◆ Description of the task
Give every entry again precisely as it appears.

(Dataset excerpts)
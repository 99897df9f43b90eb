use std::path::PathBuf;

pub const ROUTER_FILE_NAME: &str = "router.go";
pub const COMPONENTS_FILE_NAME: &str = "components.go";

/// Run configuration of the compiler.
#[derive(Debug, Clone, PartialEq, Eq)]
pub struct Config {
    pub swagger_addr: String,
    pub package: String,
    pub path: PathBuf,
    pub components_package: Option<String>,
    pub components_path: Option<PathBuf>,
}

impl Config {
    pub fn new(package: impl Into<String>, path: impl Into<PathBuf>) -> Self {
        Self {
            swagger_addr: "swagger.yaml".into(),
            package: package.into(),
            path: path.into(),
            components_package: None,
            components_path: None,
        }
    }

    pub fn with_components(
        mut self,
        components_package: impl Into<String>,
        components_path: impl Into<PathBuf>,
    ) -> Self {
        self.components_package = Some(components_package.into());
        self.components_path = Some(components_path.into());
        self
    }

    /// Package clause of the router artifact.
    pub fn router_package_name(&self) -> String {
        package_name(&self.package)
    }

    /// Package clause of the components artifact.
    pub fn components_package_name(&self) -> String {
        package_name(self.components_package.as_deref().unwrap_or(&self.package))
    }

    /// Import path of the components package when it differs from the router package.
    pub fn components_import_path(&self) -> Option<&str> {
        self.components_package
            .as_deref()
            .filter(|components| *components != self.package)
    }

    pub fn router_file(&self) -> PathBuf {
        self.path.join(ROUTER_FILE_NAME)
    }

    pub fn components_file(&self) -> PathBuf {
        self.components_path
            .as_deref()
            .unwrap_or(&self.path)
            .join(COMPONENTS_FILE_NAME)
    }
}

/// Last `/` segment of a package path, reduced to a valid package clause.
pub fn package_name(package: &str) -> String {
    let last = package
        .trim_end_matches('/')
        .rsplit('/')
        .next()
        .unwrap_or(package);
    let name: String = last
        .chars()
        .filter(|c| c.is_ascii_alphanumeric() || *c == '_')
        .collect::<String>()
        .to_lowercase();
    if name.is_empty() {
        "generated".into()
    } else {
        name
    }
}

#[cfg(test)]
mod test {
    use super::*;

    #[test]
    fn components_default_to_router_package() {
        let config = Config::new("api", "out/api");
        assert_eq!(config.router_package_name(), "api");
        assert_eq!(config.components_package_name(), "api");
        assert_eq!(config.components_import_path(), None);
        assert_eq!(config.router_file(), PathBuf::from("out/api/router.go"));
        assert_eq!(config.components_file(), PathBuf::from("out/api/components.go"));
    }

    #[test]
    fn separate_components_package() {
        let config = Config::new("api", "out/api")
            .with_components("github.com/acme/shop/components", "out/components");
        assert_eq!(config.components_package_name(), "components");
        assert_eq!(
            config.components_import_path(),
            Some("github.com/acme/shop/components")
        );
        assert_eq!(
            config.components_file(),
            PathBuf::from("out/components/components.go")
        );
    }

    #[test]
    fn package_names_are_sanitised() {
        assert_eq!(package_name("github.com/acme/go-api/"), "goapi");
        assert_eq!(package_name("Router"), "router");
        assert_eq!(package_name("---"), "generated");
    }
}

◆ Reply
repository 99897df9f43b90eb
use std::path::PathBuf;

pub const ROUTER_FILE_NAME: &str = "router.go";
pub const COMPONENTS_FILE_NAME: &str = "components.go";

/// Run configuration of the compiler.
#[derive(Debug, Clone, PartialEq, Eq)]
pub struct Config {
    pub swagger_addr: String,
    pub package: String,
    pub path: PathBuf,
    pub components_package: Option<String>,
    pub components_path: Option<PathBuf>,
}

impl Config {
    pub fn new(package: impl Into<String>, path: impl Into<PathBuf>) -> Self {
        Self {
            swagger_addr: "swagger.yaml".into(),
            package: package.into(),
            path: path.into(),
            components_package: None,
            components_path: None,
        }
    }

    pub fn with_components(
        mut self,
        components_package: impl Into<String>,
        components_path: impl Into<PathBuf>,
    ) -> Self {
        self.components_package = Some(components_package.into());
        self.components_path = Some(components_path.into());
        self
    }

    /// Package clause of the router artifact.
    pub fn router_package_name(&self) -> String {
        package_name(&self.package)
    }

    /// Package clause of the components artifact.
    pub fn components_package_name(&self) -> String {
        package_name(self.components_package.as_deref().unwrap_or(&self.package))
    }

    /// Import path of the components package when it differs from the router package.
    pub fn components_import_path(&self) -> Option<&str> {
        self.components_package
            .as_deref()
            .filter(|components| *components != self.package)
    }

    pub fn router_file(&self) -> PathBuf {
        self.path.join(ROUTER_FILE_NAME)
    }

    pub fn components_file(&self) -> PathBuf {
        self.components_path
            .as_deref()
            .unwrap_or(&self.path)
            .join(COMPONENTS_FILE_NAME)
    }
}

/// Last `/` segment of a package path, reduced to a valid package clause.
pub fn package_name(package: &str) -> String {
    let last = package
        .trim_end_matches('/')
        .rsplit('/')
        .next()
        .unwrap_or(package);
    let name: String = last
        .chars()
        .filter(|c| c.is_ascii_alphanumeric() || *c == '_')
        .collect::<String>()
        .to_lowercase();
    if name.is_empty() {
        "generated".into()
    } else {
        name
    }
}

#[cfg(test)]
mod test {
    use super::*;

    #[test]
    fn components_default_to_router_package() {
        let config = Config::new("api", "out/api");
        assert_eq!(config.router_package_name(), "api");
        assert_eq!(config.components_package_name(), "api");
        assert_eq!(config.components_import_path(), None);
        assert_eq!(config.router_file(), PathBuf::from("out/api/router.go"));
        assert_eq!(config.components_file(), PathBuf::from("out/api/components.go"));
    }

    #[test]
    fn separate_components_package() {
        let config = Config::new("api", "out/api")
            .with_components("github.com/acme/shop/components", "out/components");
        assert_eq!(config.components_package_name(), "components");
        assert_eq!(
            config.components_import_path(),
            Some("github.com/acme/shop/components")
        );
        assert_eq!(
            config.components_file(),
            PathBuf::from("out/components/components.go")
        );
    }

    #[test]
    fn package_names_are_sanitised() {
        assert_eq!(package_name("github.com/acme/go-api/"), "goapi");
        assert_eq!(package_name("Router"), "router");
        assert_eq!(package_name("---"), "generated");
    }
}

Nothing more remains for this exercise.